I had half a dozen interesting posts ready to go out today, but I decided it was inappropriate to return to business as usual after the tragedy at the Sandy Hook Elementary School.
I postponed them. So you won’t be getting another post today.
This is a time to mourn, to reflect, to be still.
It’s a time to think about the heroic staff at the school who reacted immediately to protect their students.
It’s a time to think about the principal Dawn Hochsprung and the school psychologist Mary Sherlach. When the trouble started, they ran to the shooter instead of hiding.
I saw an interview with a teacher who was distraught. A reader saw the same interview and said this: “Did you happen to catch the interview with the one teacher (one amazing wonderful woman) who shepherded her class into a bathroom and kept them all assured that they would be ok? She told them, “i want you all to know I love you.” She expressed to the interviewer that her thinking was that she was afraid they would die and she wanted to make sure that if they were that the last thing they would remember hearing was not the gunshots, but the sound of someone telling them that they were loved. “This” in this era of teacher bashing.”
Last night I got an email informing me, “you lost a follower.” That’s when I found out that Dawn Hochsprung followed me on Twitter; she followed only 70 people. I was shaken.
Mostly what I thought about was the parents. I have a six-year-old grandson, and I was heartsick for those who lost their babies. Many years ago, one of my children died of leukemia, which was horrible, but how much worse to think that your precious son or daughter was murdered. What unfathomable madness. I don’t know how you live with that terrible knowledge. The pain is unbearable.
There is no way to make sense of what happened. I ask myself why anyone is allowed to have an assault weapon. I don’t know why. I ask why and how our society has become so desensitized to violence and at the same time so addicted to it.
I think of the violent video games, the violent movies, the violent conflicts in which we engage around the world. And I think about how many seriously disturbed people see violence as a route to infamy or attention or some fantasy in which they are a super-hero/villain.
We have a lot of thinking to do.
About violence. About our reckless media. About the true heroism of our educators. About how we change our ways of thinking and acting. About how we protect our children.
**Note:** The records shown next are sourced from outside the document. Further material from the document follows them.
// SPDX-License-Identifier: MPL-2.0
// This Source Code Form is subject to the terms of the Mozilla Public
// License, v. 2.0. If a copy of the MPL was not distributed with this
// file, You can obtain one at https://mozilla.org/MPL/2.0/.

//! Louver swing mode of the unit.

use std::fmt;
use std::str::FromStr;

use crate::error::ValueError;

/// The louver swing mode of the unit.
///
/// # Examples
///
/// ```
/// use climsync::types::SwingMode;
///
/// assert_eq!("vertical".parse::<SwingMode>().unwrap(), SwingMode::Vertical);
/// assert_eq!("BOTH".parse::<SwingMode>().unwrap(), SwingMode::Both);
/// ```
#[derive(
    Debug, Clone, Copy, PartialEq, Eq, Hash, Default, serde::Serialize, serde::Deserialize,
)]
#[serde(rename_all = "lowercase")]
pub enum SwingMode {
    /// Louvers are fixed.
    #[default]
    Off,
    /// Vertical oscillation.
    Vertical,
    /// Horizontal oscillation.
    Horizontal,
    /// Both axes oscillate.
    Both,
}

impl SwingMode {
    /// Returns the canonical string representation.
    #[must_use]
    pub const fn as_str(&self) -> &'static str {
        match self {
            Self::Off => "off",
            Self::Vertical => "vertical",
            Self::Horizontal => "horizontal",
            Self::Both => "both",
        }
    }

    /// Returns `true` if any axis is oscillating.
    #[must_use]
    pub const fn is_active(&self) -> bool {
        !matches!(self, Self::Off)
    }
}

impl fmt::Display for SwingMode {
    fn fmt(&self, f: &mut fmt::Formatter<'_>) -> fmt::Result {
        write!(f, "{}", self.as_str())
    }
}

impl FromStr for SwingMode {
    type Err = ValueError;

    fn from_str(s: &str) -> Result<Self, Self::Err> {
        match s.trim().to_ascii_lowercase().as_str() {
            "off" | "none" | "0" => Ok(Self::Off),
            "vertical" | "v" | "1" => Ok(Self::Vertical),
            "horizontal" | "h" | "2" => Ok(Self::Horizontal),
            "both" | "all" | "3" => Ok(Self::Both),
            _ => Err(ValueError::InvalidSwingMode(s.to_string())),
        }
    }
}

#[cfg(test)]
mod tests {
    use super::*;

    #[test]
    fn as_str() {
        assert_eq!(SwingMode::Off.as_str(), "off");
        assert_eq!(SwingMode::Both.as_str(), "both");
    }

    #[test]
    fn from_str_aliases() {
        assert_eq!("v".parse::<SwingMode>().unwrap(), SwingMode::Vertical);
        assert_eq!("H".parse::<SwingMode>().unwrap(), SwingMode::Horizontal);
        assert_eq!("all".parse::<SwingMode>().unwrap(), SwingMode::Both);
        assert_eq!("none".parse::<SwingMode>().unwrap(), SwingMode::Off);
    }

    #[test]
    fn from_str_invalid() {
        assert!(matches!(
            "diagonal".parse::<SwingMode>(),
            Err(ValueError::InvalidSwingMode(_))
        ));
    }

    #[test]
    fn is_active() {
        assert!(!SwingMode::Off.is_active());
        assert!(SwingMode::Vertical.is_active());
        assert!(SwingMode::Both.is_active());
    }
}
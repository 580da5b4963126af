// SPDX-License-Identifier: MPL-2.0
// This Source Code Form is subject to the terms of the Mozilla Public
// License, v. 2.0. If a copy of the MPL was not distributed with this
// file, You can obtain one at https://mozilla.org/MPL/2.0/.

//! climsync - state synchronization for networked air conditioners.
//!
//! This library keeps many independent front-end adapters (one per
//! controllable feature: power, fan, swing, eco, turbo, sleep, display,
//! beeper, temperature) in sync with one physical climate-control unit. It
//! maintains a single authoritative, eventually-consistent model of the
//! device's state, kept fresh by periodic polling, updated optimistically on
//! local writes, and funneled through a single serialized command channel to
//! the device.
//!
//! # Architecture
//!
//! - [`state::TrackedState`] - the one shared, observable state per device.
//!   Adapters subscribe for synchronous change notifications and clone the
//!   state to propose changes.
//! - [`queue::CommandQueue`] - single-flight, debounced transmission: at most
//!   one change request is ever in flight per device; concurrent requests
//!   merge, and rapid fan-speed bursts collapse to the final value.
//! - [`manager::StateManager`] - the per-device orchestrator wiring polling,
//!   diffing, optimistic commits and fan-out notification together, obtained
//!   through a [`manager::ManagerRegistry`] keyed by device identity.
//!
//! The wire-level client is not part of this crate; implement
//! [`DeviceClient`] for whatever transport your units speak.
//!
//! # Quick Start
//!
//! ```no_run
//! use std::sync::Arc;
//! use climsync::manager::{ManagerConfig, ManagerRegistry};
//! use climsync::types::{FanSpeed, PowerState};
//!
//! # async fn example(client: Arc<dyn climsync::DeviceClient>) -> climsync::Result<()> {
//! let registry = ManagerRegistry::new();
//!
//! // One manager per device identity; polling starts on first acquire
//! let manager = registry
//!     .acquire(
//!         ManagerConfig::new("192.168.1.40").with_friendly_name("Bedroom AC"),
//!         move || client,
//!     )
//!     .await;
//!
//! // Observe changes (delivered synchronously, before the write returns)
//! manager.state().on_changed(|state| {
//!     println!("power is now {}", state.power());
//! });
//!
//! // Propose a change: clone, mutate, apply
//! let mut desired = manager.state().snapshot();
//! desired.set_power(PowerState::On);
//! desired.set_fan_speed(FanSpeed::from_percent(60)?);
//!
//! if let Some(ticket) = manager.apply_state(&desired)? {
//!     ticket.wait().await?; // await device acknowledgement if you care
//! }
//! # Ok(())
//! # }
//! ```

mod client;
pub mod error;
pub mod event;
pub mod manager;
pub mod queue;
pub mod state;
pub mod subscription;
pub mod types;

pub use client::{DeviceClient, DeviceCommand, DeviceOption};
pub use error::{Error, ParseError, Result, TransportError, ValueError};
pub use event::{DeviceEvent, DeviceId, EventBus};
pub use manager::{ManagerConfig, ManagerRegistry, StateManager};
pub use queue::{BatchId, CommandQueue, CommandTicket};
pub use state::{DeviceState, StateChange, StateDelta, StatusSnapshot, TrackedState};
pub use subscription::{CallbackRegistry, SubscriptionId};
pub use types::{Celsius, FanSpeed, Feature, OperationMode, PowerState, SwingMode, Toggle};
About why we are obsessed about being number 1 instead of spending more time repairing the serious ills of our society.
I don’t have the answers.
I just think it’s time to start asking the right questions.
Please feel free to leave a comment.

I thought a great deal about Newtown in the days after. it brought back the times in which I was involved in dangerous, what could have been life threatening incidents at the schools in which I taught for 32 years. I’d like to think I’d be a teacher who would knowingly give her life to protect her students. I don’t know that.
What I do is that like many other dedicated teachers our first reaction is kneejerk; protect the students. Keep them safe. You aren’t, at least I wasn’t, thinking, “well do I put myself between the shooter and the kids? or the propane tank or fire and the kids?” No.
We were trained to keep the safety of our students utmost in our minds at all times. I’d like to think I’d be one of those teachers who could do that for her kids because that is who they were to me, my children. My kids when they were with me, in my classroom, in my school.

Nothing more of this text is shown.